Clinique's strategy to target skin care products for specific concern paid huge dividends. In addition, the brand's recent launch of Repairwear Laser Focus fueled solid growth in Asia and particularly, in China. Clinique is the largest beauty brand in the United States, yet it managed to expand its skin care share in Prestige department store by more than one point. Throughout the quarter, our brands continued tailoring their products and communications to different regions as they become more locally relevant. Aramis and Designer Fragrances successfully launched Coach Poppy and Pure DKNY in North America and Tommy Hilfiger Loud in the U.K. ADS [ph] sales climbed more than 25% and coupled with a lower cost of goods and cost-cutting initiatives, its operating profit improved sharply.

Our fragrance category, led by ADS [ph] courageously changed strategy to first improve its bottom line before accelerating topline growth. That approach has paid off dramatically as higher sales, coupled with massive spending resulted in much improved profitability this quarter. Other brands in our portfolio that are turning around have also made substantial strides toward greater profitability, which has helped the company's overall performance. Two of our high-end Fragrance brands, Jo Malone and Tom Ford, generated healthy sales increases, particularly in Europe and in the Middle East because they created heavier, more intense scents that appeal to consumers in those markets. This quarter was the first that included our newest brand, Smashbox, and it's off to a good start. Smashbox is a strong brand in the United States, with a loyal consumer following. It helps strengthen our makeup category and our presence in alternative channels. We are working to integrate the brand organizationally and functionally. While our brands have been busy accelerating their individual strategies, on a corporate basis, we have taken steps to strengthen our capabilities, both regionally and globally. With the digital universe increasingly important in everything we do, are committed to building on our expertise and expanding our global presence online. We are constantly evolving our communications and use of social media online and searching for better ways to sell and promote our products.

To that end, we feel that employees must be engaged and dedicated to these endeavors. To show our commitment, the company organized a digital media conference in New York in August for hundreds of our executives to immerse them in the fast-paced online world and provide them with a deeper understanding of the potential it holds. The event included speakers from Facebook, Google, Foursquare, as well as digital executives from other consumer companies at the forefront of social networking. The day was a tremendous learning experience and enforced to our management that this is an area that we believe holds amazing promise and potential.

Looking ahead, we are anticipating a solid holiday season. The U.S. department store business is healthier than last year and our brands have created a wide selection of products offering compelling value. We believe consumers will find our products and unique services to be attractive in this environment. As we continue on our path of achieving sustainable profitable growth, we will bring our brands to more people. For example, M-A-C plans to open about 50 doors in international markets in the second quarter and La Mer and Aramis and Designer Fragrances expect to launch e-commerce in Japan. We will open more than 90 locations in China this fiscal year for our nine brands there.

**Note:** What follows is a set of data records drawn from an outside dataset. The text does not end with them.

//! Named binding profiles.
//!
//! A profile is a reusable binding set that is independent of the per-user
//! configuration. [`InputController::load_profile`](crate::controller::InputController::load_profile)
//! tries the `input-profile` sections of the
//! [`ConfigStore`](crate::config::ConfigStore) first, then the built-in table
//! shipped with the crate. Profiles can also be exported to and imported from
//! JSON files ([`BindingProfile::save_to_file`], [`BindingProfile::load_from_file`]).
//!
//! Built-in entries carry a glob `pattern` (`*`, `?`) matched against the
//! gamepad's name, so one entry covers e.g. every XInput slot.

use crate::binding::{BindingsSection, DeviceBindings, InputMap};
use crate::device::DeviceType;
use crate::error::Result;
use serde::{Deserialize, Serialize};
use std::collections::BTreeMap;
use std::path::Path;
use std::sync::OnceLock;

/// Serializable profile of input bindings, keyed by device type name.
#[derive(Debug, Clone, Default, PartialEq, Serialize, Deserialize)]
pub struct BindingProfile {
    pub name: String,
    /// Glob matched against gamepad names. Absent for user profiles.
    #[serde(default, skip_serializing_if = "Option::is_none")]
    pub pattern: Option<String>,
    #[serde(default, skip_serializing_if = "Option::is_none")]
    pub description: Option<String>,
    pub bindings: BTreeMap<String, BindingsSection>,
}

impl BindingProfile {
    /// Capture the bindings `map` holds for `types`.
    pub fn capture(name: &str, map: &InputMap, types: &[DeviceType]) -> Self {
        let bindings = types
            .iter()
            .filter_map(|&ty| map.device(ty).map(|b| (ty.name(), b.to_section())))
            .collect();
        Self {
            name: name.to_string(),
            bindings,
            ..Self::default()
        }
    }

    /// Bindings this profile defines for `ty`, if any (and well-formed).
    pub fn bindings_for(&self, ty: DeviceType) -> Option<DeviceBindings> {
        DeviceBindings::from_section(self.bindings.get(&ty.name())?)
    }

    /// Overwrite `map` with every device section of this profile.
    ///
    /// Returns the number of device types applied. Sections naming an unknown
    /// device type or holding malformed entries are skipped.
    pub fn apply(&self, map: &mut InputMap) -> usize {
        let mut applied = 0;
        for (ty_name, section) in &self.bindings {
            let Some(ty) = DeviceType::from_name(ty_name) else {
                log::warn!("profile {:?}: unknown device type {ty_name:?}", self.name);
                continue;
            };
            match DeviceBindings::from_section(section) {
                Some(bindings) => {
                    map.set_device(ty, bindings);
                    applied += 1;
                }
                None => log::warn!("profile {:?}: malformed section for {ty}", self.name),
            }
        }
        applied
    }

    /// Whether this profile's pattern (or, failing that, its name) matches `gamepad`.
    pub fn matches(&self, gamepad: &str) -> bool {
        match &self.pattern {
            Some(p) => glob::Pattern::new(p).map_or(false, |p| p.matches(gamepad)),
            None => self.name == gamepad,
        }
    }

    pub fn save_to_file(&self, path: &Path) -> Result<()> {
        let json = serde_json::to_string_pretty(self)?;
        std::fs::write(path, json)?;
        Ok(())
    }

    pub fn load_from_file(path: &Path) -> Result<Self> {
        let json = std::fs::read_to_string(path)?;
        Ok(serde_json::from_str(&json)?)
    }
}

static BUILTIN: OnceLock<Vec<BindingProfile>> = OnceLock::new();

/// Profiles shipped with the crate.
pub fn builtin_profiles() -> &'static [BindingProfile] {
    BUILTIN.get_or_init(|| {
        serde_json::from_str(include_str!("profiles.json")).unwrap_or_else(|e| {
            log::error!("built-in profile table is invalid: {e}");
            Vec::new()
        })
    })
}

/// Built-in profile by exact name, or else the first whose pattern matches.
pub fn find_profile(name: &str) -> Option<&'static BindingProfile> {
    let all = builtin_profiles();
    all.iter()
        .find(|p| p.name == name)
        .or_else(|| all.iter().find(|p| p.matches(name)))
}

As a dynamic enterprise, we must constantly look ahead to be in the forefront to stay on top of our game, so we are reinvesting some of our profits in our future and pursuing our most promising opportunities by brand, by market, in China, backed by an unwavering commitment to innovation and to talent. Our focus this year centers on five areas embedded in our corporate strategy: Strengthening our creativity and innovation, expanding our High-Touch services, deepening our local relevance and widening our lead in the digital arena. We'll continue to tighten our costs and run our business in a smarter, more efficient and integrated manner.

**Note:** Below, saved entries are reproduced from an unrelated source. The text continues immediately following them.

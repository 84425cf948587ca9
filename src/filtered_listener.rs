use crate::event::InputEvent;
use crate::eventbus::InputListener;

/// Wraps a listener and filters events based on a user-supplied predicate.
///
/// Events the predicate rejects are reported as not accepted.
pub struct FilteredListener {
    predicate: Box<dyn Fn(&InputEvent) -> bool + Send + Sync>,
    inner: Box<dyn InputListener>,
}

impl FilteredListener {
    pub fn new(
        predicate: impl Fn(&InputEvent) -> bool + Send + Sync + 'static,
        inner: Box<dyn InputListener>,
    ) -> Self {
        Self {
            predicate: Box::new(predicate),
            inner,
        }
    }
}

impl InputListener for FilteredListener {
    fn on_input(&mut self, event: &InputEvent) -> bool {
        if (self.predicate)(event) {
            self.inner.on_input(event)
        } else {
            false
        }
    }
}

I want to thank my leadership team and our worldwide employees for their hard work and continuous innovation. We couldn't have accomplished any of these without you. As we continue to pursue our goals, William Lauder and I are working to preserve the company's solid foundation, its culture and the integrity instilled by the Lauder family for more than 60 years. We are in the unique position to leverage and draw inspiration from our historic strengths as we move forward to make our strategy a reality. The Estée Lauder Companies will always pride itself on creative thinking and entrepreneurial spirit and the will to win. It's wonderful for the entire organization to be able to leverage the success of the past, while participating in and embracing the company's bright future.

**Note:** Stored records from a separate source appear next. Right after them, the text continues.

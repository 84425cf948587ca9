#![cfg(target_os = "windows")]

//! Windows XInput driver.
//!
//! Exposes the four XInput slots as [`Gamepad`]s under
//! [`DeviceType::XINPUT`]. Slots are polled with `XInputGetState` on every
//! [`InputDriver::update`]; only connected slots are listed, and the active
//! pad is tracked by name so a reconnect in another slot does not steal
//! the selection.
//!
//! # Channel layout
//! ## Buttons (10)
//! `0..9`: A, B, X, Y, LB, RB, Back, Start, LThumb, RThumb.
//!
//! ## Axes (6)
//! Raw signed readings, so bindings choose their own center and threshold:
//! - `0`: Left stick X (LX)
//! - `1`: Left stick Y (LY), up is positive
//! - `2`: Right stick X (RX)
//! - `3`: Right stick Y (RY)
//! - `4`: Left trigger (LT) scaled `0..255 -> 0..32640`
//! - `5`: Right trigger (RT) scaled the same way
//!
//! ## Hat (1)
//! - `hat = 0` is the D-pad. Conflicting bits (up+down, left+right) read as
//!   centered.
//!
//! # Rumble
//! [`XInputRumble`] drives both motors of the active slot at full speed.
//!
//! # Debug logging
//! With the `debug-log` feature, the first successful poll after a connect
//! logs an `[XINPUT/CONNECT]` line.

use crate::binding::InputMap;
use crate::device::{Capabilities, DeviceType, Gamepad, InputDriver, Rumble};
use crate::event::HatDirection;
use crate::metadata::GamepadMeta;
use crate::profile::find_profile;

use windows_sys::Win32::UI::Input::XboxController::*;

/// XInput supports at most four controllers.
pub const XUSER_MAX_COUNT: u32 = 4;

const MAX_AXES: usize = 6;

const BUTTON_MAP: [u16; 10] = [
    XINPUT_GAMEPAD_A,
    XINPUT_GAMEPAD_B,
    XINPUT_GAMEPAD_X,
    XINPUT_GAMEPAD_Y,
    XINPUT_GAMEPAD_LEFT_SHOULDER,
    XINPUT_GAMEPAD_RIGHT_SHOULDER,
    XINPUT_GAMEPAD_BACK,
    XINPUT_GAMEPAD_START,
    XINPUT_GAMEPAD_LEFT_THUMB,
    XINPUT_GAMEPAD_RIGHT_THUMB,
];

/// Last reading of one XInput slot.
#[derive(Clone, Debug)]
pub struct XInputPad {
    /// XInput slot index in `0..4`.
    slot: u32,
    name: String,
    buttons: u16,
    axes: [i16; MAX_AXES],
    hat: HatDirection,
}

impl XInputPad {
    fn new(slot: u32) -> Self {
        Self {
            slot,
            name: format!("XInput Controller {slot}"),
            buttons: 0,
            axes: [0; MAX_AXES],
            hat: HatDirection::CENTERED,
        }
    }

    pub fn slot(&self) -> u32 {
        self.slot
    }

    fn apply(&mut self, gp: &XINPUT_GAMEPAD) {
        self.buttons = gp.wButtons;
        self.axes = [
            gp.sThumbLX,
            gp.sThumbLY,
            gp.sThumbRX,
            gp.sThumbRY,
            scale_trigger(gp.bLeftTrigger),
            scale_trigger(gp.bRightTrigger),
        ];
        self.hat = HatDirection::from_octant(compute_hat(gp.wButtons));
    }
}

impl Gamepad for XInputPad {
    fn current_buttons(&self) -> Vec<bool> {
        BUTTON_MAP.iter().map(|&mask| self.buttons & mask != 0).collect()
    }

    fn current_axes(&self) -> Vec<i16> {
        self.axes.to_vec()
    }

    fn current_hats(&self) -> Vec<HatDirection> {
        vec![self.hat]
    }

    fn name(&self) -> &str {
        &self.name
    }

    fn metadata(&self) -> GamepadMeta {
        GamepadMeta {
            bus: Some("xinput".to_string()),
            // Microsoft, conventional
            vid: Some(0x045e),
            pid: None,
            product_string: Some(self.name.clone()),
            slot: Some(self.slot),
        }
    }
}

#[inline]
fn scale_trigger(v: u8) -> i16 {
    i16::from(v) * 128
}

/// Map XInput D-pad bits to an octant: `-1` neutral, `0..7` Up clockwise.
fn compute_hat(buttons: u16) -> i8 {
    let up = buttons & XINPUT_GAMEPAD_DPAD_UP != 0;
    let down = buttons & XINPUT_GAMEPAD_DPAD_DOWN != 0;
    let left = buttons & XINPUT_GAMEPAD_DPAD_LEFT != 0;
    let right = buttons & XINPUT_GAMEPAD_DPAD_RIGHT != 0;

    match (up, down, left, right) {
        (true, false, false, false) => 0,
        (true, false, false, true) => 1,
        (false, false, false, true) => 2,
        (false, true, false, true) => 3,
        (false, true, false, false) => 4,
        (false, true, true, false) => 5,
        (false, false, true, false) => 6,
        (true, false, true, false) => 7,
        _ => -1,
    }
}

/// Rumble sink bound to one XInput slot.
#[derive(Debug, Default)]
pub struct XInputRumble {
    slot: Option<u32>,
}

impl Rumble for XInputRumble {
    fn set_rumble(&mut self, enable: bool) {
        let Some(slot) = self.slot else {
            return;
        };
        let speed = if enable { u16::MAX } else { 0 };
        let mut vibration = XINPUT_VIBRATION {
            wLeftMotorSpeed: speed,
            wRightMotorSpeed: speed,
        };
        let res = unsafe { XInputSetState(slot, &mut vibration) };
        if res != 0 {
            log::debug!("XInputSetState(slot {slot}) failed: {res}");
        }
    }
}

pub struct XInputDriver {
    slots: [XInputPad; XUSER_MAX_COUNT as usize],
    connected: [bool; XUSER_MAX_COUNT as usize],
    active: Option<u32>,
    rumble: XInputRumble,
}

impl Default for XInputDriver {
    fn default() -> Self {
        Self::new()
    }
}

impl XInputDriver {
    pub fn new() -> Self {
        let mut driver = Self {
            slots: [0, 1, 2, 3].map(XInputPad::new),
            connected: [false; XUSER_MAX_COUNT as usize],
            active: None,
            rumble: XInputRumble::default(),
        };
        driver.poll_slots();
        driver
    }

    fn poll_slots(&mut self) {
        for slot in 0..XUSER_MAX_COUNT {
            let i = slot as usize;
            let mut state: XINPUT_STATE = unsafe { std::mem::zeroed() };
            // XInputGetState returns 0 on success.
            let res = unsafe { XInputGetState(slot, &mut state) };
            if res != 0 {
                if self.connected[i] {
                    log::info!("XInput slot {slot} disconnected");
                }
                self.connected[i] = false;
                continue;
            }

            if !self.connected[i] {
                #[cfg(feature = "debug-log")]
                log::debug!("[XINPUT/CONNECT] slot={} packet={}", slot, state.dwPacketNumber);
                log::info!("XInput slot {slot} connected");
                self.connected[i] = true;
            }
            self.slots[i].apply(&state.Gamepad);
        }

        if self.active.map_or(true, |s| !self.connected[s as usize]) {
            self.active = (0..XUSER_MAX_COUNT).find(|&s| self.connected[s as usize]);
        }
        self.rumble.slot = self.active;
    }

    fn connected_slots(&self) -> impl Iterator<Item = &XInputPad> {
        self.slots.iter().filter(|p| self.connected[p.slot as usize])
    }
}

impl InputDriver for XInputDriver {
    fn device_type(&self) -> DeviceType {
        DeviceType::XINPUT
    }

    fn capabilities(&self) -> Capabilities {
        Capabilities {
            polling: true,
            gamepads: true,
            sensors: false,
            rumble: true,
        }
    }

    fn name(&self) -> &str {
        "XInput"
    }

    fn update(&mut self) {
        self.poll_slots();
    }

    fn bind_defaults(&self, map: &mut InputMap) {
        if let Some(bindings) =
            find_profile("XInput Controller").and_then(|p| p.bindings_for(DeviceType::XINPUT))
        {
            map.set_device(DeviceType::XINPUT, bindings);
        }
    }

    fn current_profile(&self) -> Option<String> {
        let pad = self.active_gamepad()?;
        find_profile(pad.name()).map(|p| p.name.clone())
    }

    fn connected_gamepads(&self) -> Vec<&dyn Gamepad> {
        self.connected_slots().map(|p| p as &dyn Gamepad).collect()
    }

    fn active_gamepad_index(&self) -> Option<usize> {
        let active = self.active?;
        self.connected_slots().position(|p| p.slot == active)
    }

    fn set_active_gamepad(&mut self, index: usize) {
        if let Some(slot) = self.connected_slots().nth(index).map(|p| p.slot) {
            self.active = Some(slot);
            self.rumble.slot = Some(slot);
        }
    }

    fn rumble(&mut self) -> Option<&mut dyn Rumble> {
        Some(&mut self.rumble)
    }
}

Now, I will turn the call over to Rick.

Richard Kunes

Thank you, Fabrizio, and good morning, everyone. A quick reminder, my discussions on the quarter and the outlook exclude restructuring and special charges. As Fabrizio said, we had a terrific quarter, driven by better-than-anticipated sales. In local currency, sales rose 14%. Adverse currency translation was less than one percentage point, resulting in reported sales growth of 13% to $2.09 billion. Net earnings for the quarter rose 16% to $194.4 million compared with $168 million in the prior year quarter and diluted EPS was $0.97 compared to $0.85. Sales growth was about four points more than our guidance. About two points of the upside was due to a weaker U.S. dollar than we had forecasted and another two points from stronger overall business. We are very pleased to see the sales momentum increase during the quarter, including the effect of targeted advertising behind key products in Estée Lauder and Clinique. We saw this especially in our Americas and European regions. The quarter also benefited from the sell-in of faster moving SKUs as part of the reassortment program in European perfumeries, after having taken a charge for returns of slow-moving products in the fiscal 2010 March quarter. This program is now essentially complete, and we do not expect to see incremental sales at the same level for the remainder of the fiscal year.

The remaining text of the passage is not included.